[[ EXERCISE INPUTS open ]]

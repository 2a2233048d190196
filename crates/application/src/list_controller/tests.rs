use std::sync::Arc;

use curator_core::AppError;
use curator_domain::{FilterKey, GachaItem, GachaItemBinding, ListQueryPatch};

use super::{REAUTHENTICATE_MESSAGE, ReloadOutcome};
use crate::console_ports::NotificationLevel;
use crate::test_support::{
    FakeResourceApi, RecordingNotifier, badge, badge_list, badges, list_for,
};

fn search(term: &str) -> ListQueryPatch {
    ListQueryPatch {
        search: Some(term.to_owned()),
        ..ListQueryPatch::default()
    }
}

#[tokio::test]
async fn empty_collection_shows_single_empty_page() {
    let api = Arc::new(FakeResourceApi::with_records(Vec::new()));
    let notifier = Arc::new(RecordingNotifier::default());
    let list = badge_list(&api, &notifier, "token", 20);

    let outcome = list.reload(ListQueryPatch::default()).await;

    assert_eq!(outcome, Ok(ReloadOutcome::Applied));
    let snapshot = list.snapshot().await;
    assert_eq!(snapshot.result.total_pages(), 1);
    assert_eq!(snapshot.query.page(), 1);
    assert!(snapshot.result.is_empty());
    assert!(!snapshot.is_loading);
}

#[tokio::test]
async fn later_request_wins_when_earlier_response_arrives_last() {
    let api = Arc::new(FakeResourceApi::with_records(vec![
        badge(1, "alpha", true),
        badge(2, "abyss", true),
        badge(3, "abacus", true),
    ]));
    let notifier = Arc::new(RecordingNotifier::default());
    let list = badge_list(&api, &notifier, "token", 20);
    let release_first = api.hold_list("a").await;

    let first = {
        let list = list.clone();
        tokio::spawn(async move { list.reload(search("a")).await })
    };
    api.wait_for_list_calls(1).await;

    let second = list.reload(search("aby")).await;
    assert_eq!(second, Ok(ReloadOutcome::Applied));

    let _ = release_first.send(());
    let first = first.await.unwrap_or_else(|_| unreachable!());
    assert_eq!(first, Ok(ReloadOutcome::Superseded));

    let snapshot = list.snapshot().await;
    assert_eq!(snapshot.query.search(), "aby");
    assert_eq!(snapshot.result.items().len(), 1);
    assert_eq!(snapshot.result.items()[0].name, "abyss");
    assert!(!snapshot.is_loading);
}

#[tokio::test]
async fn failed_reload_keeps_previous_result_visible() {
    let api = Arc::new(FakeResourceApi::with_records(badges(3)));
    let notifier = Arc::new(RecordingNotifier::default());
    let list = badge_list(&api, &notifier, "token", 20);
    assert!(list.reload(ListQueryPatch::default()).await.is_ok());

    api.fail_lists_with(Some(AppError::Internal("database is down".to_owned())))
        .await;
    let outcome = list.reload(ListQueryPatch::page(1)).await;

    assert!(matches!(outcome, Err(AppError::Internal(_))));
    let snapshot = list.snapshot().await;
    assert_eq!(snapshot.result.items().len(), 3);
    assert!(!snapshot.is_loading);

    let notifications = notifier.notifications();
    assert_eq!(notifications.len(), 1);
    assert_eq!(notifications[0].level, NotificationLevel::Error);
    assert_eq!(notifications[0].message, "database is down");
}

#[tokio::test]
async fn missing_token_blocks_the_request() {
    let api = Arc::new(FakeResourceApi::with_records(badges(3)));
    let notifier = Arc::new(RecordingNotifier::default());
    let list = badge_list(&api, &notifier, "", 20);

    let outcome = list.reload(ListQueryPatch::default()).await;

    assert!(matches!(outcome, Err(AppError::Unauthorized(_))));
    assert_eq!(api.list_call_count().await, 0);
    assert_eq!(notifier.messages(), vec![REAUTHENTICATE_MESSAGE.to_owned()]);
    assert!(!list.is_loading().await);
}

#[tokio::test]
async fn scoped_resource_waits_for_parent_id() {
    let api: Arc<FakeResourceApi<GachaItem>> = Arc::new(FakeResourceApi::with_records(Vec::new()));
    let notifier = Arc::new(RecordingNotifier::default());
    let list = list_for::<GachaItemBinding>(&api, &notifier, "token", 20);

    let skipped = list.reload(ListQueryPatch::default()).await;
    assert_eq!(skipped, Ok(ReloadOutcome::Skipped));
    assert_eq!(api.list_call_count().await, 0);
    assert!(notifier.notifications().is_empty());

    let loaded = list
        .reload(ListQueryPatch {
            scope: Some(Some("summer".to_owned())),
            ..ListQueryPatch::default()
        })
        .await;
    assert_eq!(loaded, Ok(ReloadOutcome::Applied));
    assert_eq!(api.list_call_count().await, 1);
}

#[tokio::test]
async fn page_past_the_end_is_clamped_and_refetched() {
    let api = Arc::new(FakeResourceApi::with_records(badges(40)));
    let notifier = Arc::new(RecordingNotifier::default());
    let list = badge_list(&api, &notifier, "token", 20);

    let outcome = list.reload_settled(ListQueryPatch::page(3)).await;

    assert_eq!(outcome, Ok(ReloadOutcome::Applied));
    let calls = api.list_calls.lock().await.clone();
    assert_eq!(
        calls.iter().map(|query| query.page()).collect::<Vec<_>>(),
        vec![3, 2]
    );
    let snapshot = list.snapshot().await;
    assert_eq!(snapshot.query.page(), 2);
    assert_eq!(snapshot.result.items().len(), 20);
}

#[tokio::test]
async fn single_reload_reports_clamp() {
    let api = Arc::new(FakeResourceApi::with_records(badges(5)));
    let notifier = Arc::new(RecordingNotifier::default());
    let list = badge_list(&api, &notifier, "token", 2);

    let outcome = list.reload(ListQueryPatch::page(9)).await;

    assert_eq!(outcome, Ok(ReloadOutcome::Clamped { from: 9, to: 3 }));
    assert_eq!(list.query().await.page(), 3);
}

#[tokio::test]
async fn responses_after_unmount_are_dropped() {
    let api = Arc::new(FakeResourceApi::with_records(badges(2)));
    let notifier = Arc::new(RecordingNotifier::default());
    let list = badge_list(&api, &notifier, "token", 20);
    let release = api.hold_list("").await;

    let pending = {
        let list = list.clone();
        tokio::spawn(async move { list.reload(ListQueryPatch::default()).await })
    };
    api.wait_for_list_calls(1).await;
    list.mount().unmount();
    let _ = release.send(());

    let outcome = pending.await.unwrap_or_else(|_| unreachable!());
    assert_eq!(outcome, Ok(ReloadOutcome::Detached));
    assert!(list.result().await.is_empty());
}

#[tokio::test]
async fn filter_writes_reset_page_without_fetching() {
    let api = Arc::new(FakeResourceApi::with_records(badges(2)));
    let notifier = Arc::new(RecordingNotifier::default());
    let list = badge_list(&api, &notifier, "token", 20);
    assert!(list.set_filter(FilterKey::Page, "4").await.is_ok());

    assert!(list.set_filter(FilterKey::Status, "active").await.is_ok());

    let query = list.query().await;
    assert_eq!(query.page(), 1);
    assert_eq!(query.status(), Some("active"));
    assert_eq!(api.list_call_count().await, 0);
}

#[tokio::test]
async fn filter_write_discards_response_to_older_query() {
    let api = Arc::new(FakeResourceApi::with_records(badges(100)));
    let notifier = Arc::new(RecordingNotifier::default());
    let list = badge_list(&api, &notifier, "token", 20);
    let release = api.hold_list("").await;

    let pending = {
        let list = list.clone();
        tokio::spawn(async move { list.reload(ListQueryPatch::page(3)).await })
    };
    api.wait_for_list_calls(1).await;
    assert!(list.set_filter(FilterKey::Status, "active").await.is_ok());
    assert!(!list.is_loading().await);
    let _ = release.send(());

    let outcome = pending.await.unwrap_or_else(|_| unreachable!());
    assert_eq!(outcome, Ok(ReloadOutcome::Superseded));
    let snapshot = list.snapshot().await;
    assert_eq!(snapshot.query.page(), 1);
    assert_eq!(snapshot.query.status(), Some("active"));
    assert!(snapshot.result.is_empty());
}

[[ EXERCISE INPUTS closed ]]
[[ EXERCISE INPUTS open ]]

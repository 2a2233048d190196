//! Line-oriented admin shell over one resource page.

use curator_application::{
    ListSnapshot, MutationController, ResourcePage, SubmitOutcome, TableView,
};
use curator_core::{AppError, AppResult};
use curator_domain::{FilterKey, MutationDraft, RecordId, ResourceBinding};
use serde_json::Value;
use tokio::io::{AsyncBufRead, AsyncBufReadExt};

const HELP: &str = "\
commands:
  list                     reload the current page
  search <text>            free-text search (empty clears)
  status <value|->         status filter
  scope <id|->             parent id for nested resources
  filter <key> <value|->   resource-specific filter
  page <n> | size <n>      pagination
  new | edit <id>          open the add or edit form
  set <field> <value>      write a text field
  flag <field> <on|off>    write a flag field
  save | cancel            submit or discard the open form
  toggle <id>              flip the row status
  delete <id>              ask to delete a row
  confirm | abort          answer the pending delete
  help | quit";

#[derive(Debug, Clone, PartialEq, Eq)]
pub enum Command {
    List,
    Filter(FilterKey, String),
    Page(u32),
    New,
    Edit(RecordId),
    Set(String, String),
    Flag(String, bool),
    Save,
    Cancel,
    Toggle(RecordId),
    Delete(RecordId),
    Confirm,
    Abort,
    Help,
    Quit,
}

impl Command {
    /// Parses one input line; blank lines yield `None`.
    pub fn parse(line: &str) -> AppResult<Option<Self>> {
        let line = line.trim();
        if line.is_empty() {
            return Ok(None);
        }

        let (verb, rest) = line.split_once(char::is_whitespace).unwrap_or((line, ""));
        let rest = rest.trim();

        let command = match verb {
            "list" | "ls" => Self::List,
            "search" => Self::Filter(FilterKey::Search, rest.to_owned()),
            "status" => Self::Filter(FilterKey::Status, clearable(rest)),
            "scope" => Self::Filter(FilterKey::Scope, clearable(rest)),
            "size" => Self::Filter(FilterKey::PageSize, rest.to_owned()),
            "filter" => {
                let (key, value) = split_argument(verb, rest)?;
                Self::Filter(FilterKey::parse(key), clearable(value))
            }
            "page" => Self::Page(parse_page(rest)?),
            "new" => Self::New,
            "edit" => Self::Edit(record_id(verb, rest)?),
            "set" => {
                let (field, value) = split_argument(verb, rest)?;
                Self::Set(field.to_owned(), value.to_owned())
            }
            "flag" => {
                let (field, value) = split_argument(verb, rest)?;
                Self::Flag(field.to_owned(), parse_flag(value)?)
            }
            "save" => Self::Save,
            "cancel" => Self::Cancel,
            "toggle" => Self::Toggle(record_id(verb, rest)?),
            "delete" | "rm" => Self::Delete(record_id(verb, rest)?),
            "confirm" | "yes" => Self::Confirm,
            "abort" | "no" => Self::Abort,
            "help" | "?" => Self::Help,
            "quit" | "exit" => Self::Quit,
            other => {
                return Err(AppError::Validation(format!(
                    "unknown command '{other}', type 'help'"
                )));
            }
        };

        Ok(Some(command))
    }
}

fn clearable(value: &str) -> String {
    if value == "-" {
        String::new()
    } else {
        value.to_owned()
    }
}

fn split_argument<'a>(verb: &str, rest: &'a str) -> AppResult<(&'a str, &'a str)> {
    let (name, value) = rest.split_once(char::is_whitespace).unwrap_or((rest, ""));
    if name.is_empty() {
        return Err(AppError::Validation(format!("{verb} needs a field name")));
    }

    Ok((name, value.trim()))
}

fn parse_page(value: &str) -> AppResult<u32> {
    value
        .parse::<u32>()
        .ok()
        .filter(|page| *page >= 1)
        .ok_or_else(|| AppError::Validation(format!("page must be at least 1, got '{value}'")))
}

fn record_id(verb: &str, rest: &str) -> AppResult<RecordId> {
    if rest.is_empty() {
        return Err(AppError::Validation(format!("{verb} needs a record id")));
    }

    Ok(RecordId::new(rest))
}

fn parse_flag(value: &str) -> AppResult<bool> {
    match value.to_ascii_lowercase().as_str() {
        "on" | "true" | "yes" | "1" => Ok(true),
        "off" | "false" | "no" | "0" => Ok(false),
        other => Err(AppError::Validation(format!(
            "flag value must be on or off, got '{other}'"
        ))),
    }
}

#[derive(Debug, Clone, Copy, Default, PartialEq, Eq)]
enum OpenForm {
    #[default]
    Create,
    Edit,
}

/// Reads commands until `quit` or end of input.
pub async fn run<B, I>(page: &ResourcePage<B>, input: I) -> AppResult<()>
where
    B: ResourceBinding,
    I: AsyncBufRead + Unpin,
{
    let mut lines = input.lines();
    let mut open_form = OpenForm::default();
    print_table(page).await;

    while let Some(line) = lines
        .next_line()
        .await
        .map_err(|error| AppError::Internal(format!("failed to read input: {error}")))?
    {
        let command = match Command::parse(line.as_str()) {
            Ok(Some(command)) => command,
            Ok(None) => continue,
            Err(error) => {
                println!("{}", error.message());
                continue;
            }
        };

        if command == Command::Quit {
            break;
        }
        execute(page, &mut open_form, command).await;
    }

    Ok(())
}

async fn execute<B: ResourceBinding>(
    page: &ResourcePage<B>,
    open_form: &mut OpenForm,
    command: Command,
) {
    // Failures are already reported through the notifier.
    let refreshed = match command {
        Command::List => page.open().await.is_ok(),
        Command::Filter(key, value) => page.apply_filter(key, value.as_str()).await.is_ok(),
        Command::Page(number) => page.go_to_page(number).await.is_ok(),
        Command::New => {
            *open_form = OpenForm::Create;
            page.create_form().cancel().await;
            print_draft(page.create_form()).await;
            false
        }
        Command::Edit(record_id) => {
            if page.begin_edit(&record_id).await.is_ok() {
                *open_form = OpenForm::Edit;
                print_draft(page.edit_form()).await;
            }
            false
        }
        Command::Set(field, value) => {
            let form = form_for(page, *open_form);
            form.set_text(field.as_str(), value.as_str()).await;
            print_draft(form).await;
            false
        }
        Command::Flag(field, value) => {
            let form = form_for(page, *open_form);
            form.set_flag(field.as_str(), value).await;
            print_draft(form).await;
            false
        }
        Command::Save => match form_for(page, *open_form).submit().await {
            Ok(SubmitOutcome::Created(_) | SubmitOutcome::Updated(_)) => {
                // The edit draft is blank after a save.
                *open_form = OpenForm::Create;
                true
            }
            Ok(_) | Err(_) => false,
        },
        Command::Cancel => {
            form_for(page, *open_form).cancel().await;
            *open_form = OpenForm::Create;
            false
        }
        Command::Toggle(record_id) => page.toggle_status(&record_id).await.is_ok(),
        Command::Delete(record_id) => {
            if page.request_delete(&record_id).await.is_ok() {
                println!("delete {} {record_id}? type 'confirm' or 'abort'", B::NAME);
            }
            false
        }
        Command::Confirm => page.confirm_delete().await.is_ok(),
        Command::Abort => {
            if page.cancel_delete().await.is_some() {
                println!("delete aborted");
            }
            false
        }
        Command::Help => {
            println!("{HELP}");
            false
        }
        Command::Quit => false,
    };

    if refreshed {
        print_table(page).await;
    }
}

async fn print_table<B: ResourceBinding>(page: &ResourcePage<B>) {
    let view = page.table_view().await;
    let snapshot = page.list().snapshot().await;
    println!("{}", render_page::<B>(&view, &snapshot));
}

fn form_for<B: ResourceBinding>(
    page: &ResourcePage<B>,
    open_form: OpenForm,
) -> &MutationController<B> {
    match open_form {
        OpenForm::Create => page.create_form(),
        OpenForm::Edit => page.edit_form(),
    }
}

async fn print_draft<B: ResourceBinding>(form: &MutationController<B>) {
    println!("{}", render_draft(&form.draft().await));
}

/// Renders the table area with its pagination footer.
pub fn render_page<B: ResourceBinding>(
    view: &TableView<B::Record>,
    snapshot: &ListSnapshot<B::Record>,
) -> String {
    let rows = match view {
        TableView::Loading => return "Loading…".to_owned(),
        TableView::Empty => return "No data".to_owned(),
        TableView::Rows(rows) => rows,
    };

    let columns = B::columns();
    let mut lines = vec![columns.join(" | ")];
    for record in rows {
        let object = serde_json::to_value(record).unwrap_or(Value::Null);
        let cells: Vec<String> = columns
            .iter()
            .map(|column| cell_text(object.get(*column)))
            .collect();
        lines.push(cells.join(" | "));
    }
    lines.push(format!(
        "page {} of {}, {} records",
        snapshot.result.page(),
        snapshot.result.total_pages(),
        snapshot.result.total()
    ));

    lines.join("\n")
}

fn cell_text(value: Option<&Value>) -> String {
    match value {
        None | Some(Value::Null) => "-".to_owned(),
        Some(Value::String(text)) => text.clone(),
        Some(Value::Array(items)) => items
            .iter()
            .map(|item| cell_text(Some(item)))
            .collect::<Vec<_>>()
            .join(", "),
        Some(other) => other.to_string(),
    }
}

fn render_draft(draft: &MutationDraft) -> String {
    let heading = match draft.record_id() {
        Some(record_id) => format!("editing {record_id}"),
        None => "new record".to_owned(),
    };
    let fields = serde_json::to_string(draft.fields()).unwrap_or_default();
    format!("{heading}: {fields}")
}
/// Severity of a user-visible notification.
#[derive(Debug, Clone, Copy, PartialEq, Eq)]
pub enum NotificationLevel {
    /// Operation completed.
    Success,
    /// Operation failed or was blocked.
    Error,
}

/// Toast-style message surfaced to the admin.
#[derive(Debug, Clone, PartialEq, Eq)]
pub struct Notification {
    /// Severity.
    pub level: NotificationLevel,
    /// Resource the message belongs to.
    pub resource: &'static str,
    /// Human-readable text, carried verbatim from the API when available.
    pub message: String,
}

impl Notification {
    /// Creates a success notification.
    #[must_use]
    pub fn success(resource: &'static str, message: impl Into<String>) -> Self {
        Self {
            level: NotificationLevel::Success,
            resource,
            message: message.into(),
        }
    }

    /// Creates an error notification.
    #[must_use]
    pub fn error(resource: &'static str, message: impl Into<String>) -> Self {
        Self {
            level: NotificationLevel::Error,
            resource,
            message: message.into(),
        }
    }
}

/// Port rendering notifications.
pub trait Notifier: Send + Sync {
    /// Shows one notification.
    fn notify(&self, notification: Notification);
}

[[ EXERCISE INPUTS closed ]]
[[ EXERCISE INPUTS open ]]

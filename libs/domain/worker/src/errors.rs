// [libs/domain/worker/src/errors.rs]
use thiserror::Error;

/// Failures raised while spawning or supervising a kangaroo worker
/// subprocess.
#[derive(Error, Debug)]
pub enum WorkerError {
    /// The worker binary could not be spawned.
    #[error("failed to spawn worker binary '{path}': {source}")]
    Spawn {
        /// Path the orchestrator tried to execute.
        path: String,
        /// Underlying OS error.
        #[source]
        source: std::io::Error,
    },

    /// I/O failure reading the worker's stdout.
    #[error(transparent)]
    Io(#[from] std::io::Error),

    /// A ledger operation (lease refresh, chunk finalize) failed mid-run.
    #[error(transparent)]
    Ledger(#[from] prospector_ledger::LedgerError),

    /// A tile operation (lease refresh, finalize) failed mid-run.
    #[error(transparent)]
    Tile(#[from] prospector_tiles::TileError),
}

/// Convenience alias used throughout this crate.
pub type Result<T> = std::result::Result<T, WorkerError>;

[[ EXERCISE INPUTS closed ]]

> **PROMPT**:
Restate word for word only the lines above from the line containing "tried to execute." to the line containing "pub type Result<T>", both of them included.

> **RESPONSE**:
        /// Path the orchestrator tried to execute.
        path: String,
        /// Underlying OS error.
        #[source]
        source: std::io::Error,
    },

    /// I/O failure reading the worker's stdout.
    #[error(transparent)]
    Io(#[from] std::io::Error),

    /// A ledger operation (lease refresh, chunk finalize) failed mid-run.
    #[error(transparent)]
    Ledger(#[from] prospector_ledger::LedgerError),

    /// A tile operation (lease refresh, finalize) failed mid-run.
    #[error(transparent)]
    Tile(#[from] prospector_tiles::TileError),
}

/// Convenience alias used throughout this crate.
pub type Result<T> = std::result::Result<T, WorkerError>;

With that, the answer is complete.